Leaf RD varied by two fold across genotypes within a given N level and low-N grown plants exhibited greater respiratory N use efficiency than their high-N grown counterparts. To my knowledge, this is the only study that has attempted to examine RL and light inhibition of leaf R in rice, particularly with respect to N supply. Light inhibited leaf R and leaf RL was reduced by low N. Yet, neither RL nor light inhibition of leaf R correlated with leaf N content. Genotypic differences were found for RL and light inhibition of leaf R. Variation in light inhibition of leaf R was largely accounted by leaf RL which was in turn dependent on the activity of Rubisco (either carboxylation or oxygenation) in the light.
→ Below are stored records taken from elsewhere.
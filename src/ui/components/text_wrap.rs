//! Width-aware wrapping and truncation shared by grid widgets.

use ratatui::{style::Style, text::Span};
use unicode_width::{UnicodeWidthChar, UnicodeWidthStr};

const ELLIPSIS: &str = "...";

/// Fit `s` into `max_width` display columns, marking a cut with "...".
///
/// When even the ellipsis does not fit, the bare prefix is returned.
pub fn truncate_to_width(s: &str, max_width: usize) -> String {
    if s.width() <= max_width {
        return s.to_string();
    }
    match max_width.checked_sub(ELLIPSIS.width()) {
        Some(budget) if budget > 0 => format!("{}{}", prefix_within(s, budget), ELLIPSIS),
        _ => prefix_within(s, max_width).to_string(),
    }
}

/// Longest prefix of `s` no wider than `max_width`.
fn prefix_within(s: &str, max_width: usize) -> &str {
    let mut used = 0;
    let cut = s.char_indices().find_map(|(at, ch)| {
        used += ch.width().unwrap_or(0);
        (used > max_width).then_some(at)
    });
    &s[..cut.unwrap_or(s.len())]
}

type Cell = (char, Style);

fn cells_width(cells: &[Cell]) -> usize {
    cells.iter().map(|(ch, _)| ch.width().unwrap_or(0)).sum()
}

/// Word-wrap styled spans to `max_width` display columns.
///
/// Words move whole to the next line; a word wider than a line is split.
/// Whitespace at either edge of a wrapped line is dropped, as are control
/// characters. Always returns at least one (possibly empty) line.
pub fn wrap_spans(spans: Vec<Span<'static>>, max_width: usize) -> Vec<Vec<Span<'static>>> {
    let cells: Vec<Cell> = spans
        .iter()
        .flat_map(|span| span.content.chars().map(move |ch| (ch, span.style)))
        .filter(|(ch, _)| !ch.is_control())
        .collect();
    if cells.is_empty() || max_width == 0 {
        return vec![Vec::new()];
    }

    let mut lines: Vec<Vec<Cell>> = Vec::new();
    let mut line: Vec<Cell> = Vec::new();
    let mut used = 0;

    for token in cells.chunk_by(|a, b| a.0.is_whitespace() == b.0.is_whitespace()) {
        let blank = token[0].0.is_whitespace();
        let width = cells_width(token);

        if blank {
            if line.is_empty() && !lines.is_empty() {
                continue;
            }
            if used + width > max_width {
                if !line.is_empty() {
                    lines.push(std::mem::take(&mut line));
                    used = 0;
                }
                continue;
            }
            line.extend_from_slice(token);
            used += width;
            continue;
        }

        if used + width > max_width && !line.is_empty() {
            lines.push(std::mem::take(&mut line));
            used = 0;
        }
        for &cell in token {
            let cell_width = cell.0.width().unwrap_or(0);
            if used + cell_width > max_width && !line.is_empty() {
                lines.push(std::mem::take(&mut line));
                used = 0;
            }
            line.push(cell);
            used += cell_width;
        }
    }
    lines.push(line);

    lines
        .into_iter()
        .map(|mut line| {
            while line.last().is_some_and(|(ch, _)| ch.is_whitespace()) {
                line.pop();
            }
            style_runs(&line)
        })
        .collect()
}

/// Wrap plain text with a single style, honoring embedded newlines.
pub fn wrap_text(text: &str, style: Style, max_width: usize) -> Vec<Vec<Span<'static>>> {
    wrap_multiline(vec![Span::styled(text.to_string(), style)], max_width)
}

/// Like [`wrap_spans`], but a `'\n'` inside any span starts a new line.
pub fn wrap_multiline(spans: Vec<Span<'static>>, max_width: usize) -> Vec<Vec<Span<'static>>> {
    let mut paragraphs: Vec<Vec<Span<'static>>> = vec![Vec::new()];
    for span in spans {
        let style = span.style;
        for (i, piece) in span.content.split('\n').enumerate() {
            if i > 0 {
                paragraphs.push(Vec::new());
            }
            if !piece.is_empty() {
                if let Some(current) = paragraphs.last_mut() {
                    current.push(Span::styled(piece.to_string(), style));
                }
            }
        }
    }

    paragraphs
        .into_iter()
        .flat_map(|paragraph| wrap_spans(paragraph, max_width))
        .collect()
}

/// Merge neighbouring cells that share a style into one span each.
fn style_runs(cells: &[Cell]) -> Vec<Span<'static>> {
    cells
        .chunk_by(|a, b| a.1 == b.1)
        .map(|run| Span::styled(run.iter().map(|(ch, _)| *ch).collect::<String>(), run[0].1))
        .collect()
}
There was no impact of N supply on the fraction of daily fixed CO2 released by R at the whole-plant level during early growth, but increased at the whole-plant level during later growth as a consequence of reduced whole-plant A at low N. Respiration : photosynthesis ratios at leaf level were slightly lower in the light compared to dark, but both remained constant across N supply.
Thus, the overall objective together with all four specific objectives outlined earlier in my thesis was addressed in Chapters 2, 3, 4 and 5, respectively.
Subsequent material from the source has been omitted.